20 March, 2015

WebRTC Parallel Processing (part-2)

In my last post, I introduced a CFD code which solved a partial differences equation implemented in JavaScript. The starting point, was to use a parallel computational task and distribute it among several browsers with WebRTC. In this post, I'll show you how I accomplished just that.

I've devised a solution where I have several browsers in different computers. Each browser has a peer connection and is connected to the same URL. I'm using a master/server approach, where one peer distributes work among the other peers and judges if the convergence criteria is met.

WebRTC

WebRTC is a browser specification to enable peer-to-peer communication in the browser.

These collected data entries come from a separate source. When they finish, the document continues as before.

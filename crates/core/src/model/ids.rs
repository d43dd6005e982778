use serde::{Deserialize, Serialize};
use std::fmt;
use std::str::FromStr;

use crate::scoring::TOTAL_LEVELS;

/// Identifier for a quiz level (1-based).
///
/// Zero is normalized to the first level, matching how a missing or blank
/// persisted level is treated.
#[derive(Clone, Copy, PartialEq, Eq, Hash, PartialOrd, Ord, Serialize, Deserialize)]
#[serde(from = "u32", into = "u32")]
pub struct LevelId(u32);

impl LevelId {
    /// The first level of the quiz.
    pub const FIRST: LevelId = LevelId(1);

    /// Creates a new `LevelId`
    #[must_use]
    pub const fn new(id: u32) -> Self {
        if id == 0 { Self::FIRST } else { Self(id) }
    }

    /// Returns the underlying u32 value
    #[must_use]
    pub const fn value(&self) -> u32 {
        self.0
    }

    /// Returns the following level, or `None` at `TOTAL_LEVELS`.
    #[must_use]
    pub fn next(self) -> Option<Self> {
        (self.0 < TOTAL_LEVELS).then(|| Self(self.0 + 1))
    }

    /// Key used for this level in the persisted progress map (`level<N>`).
    #[must_use]
    pub fn progress_key(&self) -> String {
        format!("level{}", self.0)
    }
}

impl Default for LevelId {
    fn default() -> Self {
        Self::FIRST
    }
}

impl From<u32> for LevelId {
    fn from(value: u32) -> Self {
        Self::new(value)
    }
}

impl From<LevelId> for u32 {
    fn from(value: LevelId) -> Self {
        value.0
    }
}

impl fmt::Debug for LevelId {
    fn fmt(&self, f: &mut fmt::Formatter<'_>) -> fmt::Result {
        write!(f, "LevelId({})", self.0)
    }
}

impl fmt::Display for LevelId {
    fn fmt(&self, f: &mut fmt::Formatter<'_>) -> fmt::Result {
        write!(f, "{}", self.0)
    }
}

/// Error returned when parsing a `LevelId` from text fails.
#[derive(Debug, Clone, PartialEq, Eq)]
pub struct ParseLevelIdError {
    raw: String,
}

impl fmt::Display for ParseLevelIdError {
    fn fmt(&self, f: &mut fmt::Formatter<'_>) -> fmt::Result {
        write!(f, "invalid level: {}", self.raw)
    }
}

impl std::error::Error for ParseLevelIdError {}

impl FromStr for LevelId {
    type Err = ParseLevelIdError;

    fn from_str(s: &str) -> Result<Self, Self::Err> {
        let trimmed = s.trim();
        let trimmed = trimmed.strip_prefix("level").unwrap_or(trimmed);
        trimmed
            .parse::<u32>()
            .map(Self::new)
            .map_err(|_| ParseLevelIdError { raw: s.to_owned() })
    }
}

#[cfg(test)]
mod tests {
    use super::*;

    #[test]
    fn zero_normalizes_to_first_level() {
        assert_eq!(LevelId::new(0), LevelId::FIRST);
        assert_eq!(LevelId::new(0).value(), 1);
    }

    #[test]
    fn next_stops_at_total_levels() {
        assert_eq!(LevelId::new(1).next(), Some(LevelId::new(2)));
        assert_eq!(LevelId::new(TOTAL_LEVELS - 1).next(), Some(LevelId::new(TOTAL_LEVELS)));
        assert_eq!(LevelId::new(TOTAL_LEVELS).next(), None);
    }

    #[test]
    fn parses_plain_and_prefixed_forms() {
        assert_eq!("7".parse::<LevelId>().unwrap(), LevelId::new(7));
        assert_eq!("level12".parse::<LevelId>().unwrap(), LevelId::new(12));
        assert_eq!(" 3 ".parse::<LevelId>().unwrap(), LevelId::new(3));
        assert!("abc".parse::<LevelId>().is_err());
        assert!("-1".parse::<LevelId>().is_err());
    }

    #[test]
    fn progress_key_uses_level_prefix() {
        assert_eq!(LevelId::new(4).progress_key(), "level4");
    }
}
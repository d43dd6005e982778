mod fallback;
mod fetcher;
mod question_source;

pub use fallback::fallback_bank;
pub use fetcher::{Fetcher, HttpFetcher, parse_bank};
pub use question_source::{BankOrigin, QuestionSource, ResolvedBank};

It enables, data, chat and video communication among browsers, without data passing through a server. There is however, the need to have a signalling server that lets the peers know about each other.

For production applications, you'll need an additional server that relays messages when both peers can't "see each other", ie, both are behind a firewall. However, we'll simplify this step by running the experiment inside a local network.

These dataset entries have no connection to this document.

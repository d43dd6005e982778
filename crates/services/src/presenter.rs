//! Boundary between the session engine and whatever draws the quiz.

use async_trait::async_trait;
use quiz_core::scoring::LevelResult;

use crate::sessions::{LevelIntro, QuestionView};

/// Input coming back from the view.
#[derive(Debug, Clone, Copy, PartialEq, Eq)]
pub enum PresenterEvent {
    /// Leave the level summary and show the first question.
    Begin,
    OptionSelected(usize),
    /// Score the current answer and move to the next question.
    Advance,
    NextLevel,
    /// Clear all progress and start again from level 1.
    Restart,
    Quit,
}

/// View layer driven by `QuizRunner`.
#[async_trait]
pub trait Presenter: Send {
    /// Show the level heading and summary. Degraded intros come from built-in
    /// content and should say the remote is unavailable.
    async fn render_summary(&mut self, intro: &LevelIntro);

    async fn render_question(&mut self, view: &QuestionView);

    async fn render_result(&mut self, result: &LevelResult);

    async fn prompt_volunteer(&mut self);

    /// Wait for the next user action.
    async fn next_event(&mut self) -> PresenterEvent;
}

To abstract the browser implementation of WebRTC, I'm using peer.js.

Peer.js

You can test peer.js locally with node and the package peer. We'll write a simple server code that listens and logs peer connections:

  var PeerServer = require('peer').PeerServer;
  var peerServer = PeerServer({port: 9000, path: '/myapp'});

  peerServer.on('connection', function (id) {
    console.log('Peer connected with id:', id);
  });

For the client code, include the script tag in your html page:

  <script src="http://cdn.peerjs.com/0.3/peer.js"></script>

Now open this html page in a browser tab and open the dev console to write:

  var peer = new Peer( 'peer-id', {host: 'localhost', port: 9000, path: '/myapp'});

  peer.on('connection', function(conn) {
    conn.on('data', function(data){
      console.log(data);
    });
  });

Open another tab and write:

  var peer = new Peer( 'another-peer-id', {host: 'localhost', port: 9000, path: '/myapp'});

  var conn = peer.connect('peer-id');
  conn.on('open', function(){
    conn.send('Hello from another peer');
  });

You should see the words 'Hello from another peer' appear on the first tab.

Signalling server

With peer.js, browsers can communicate between each other but there's no api to exchange messages between server and peers. So how does a peer know which peers are connected to the server? One way is to setup a REST end point and return a json object with the peer list.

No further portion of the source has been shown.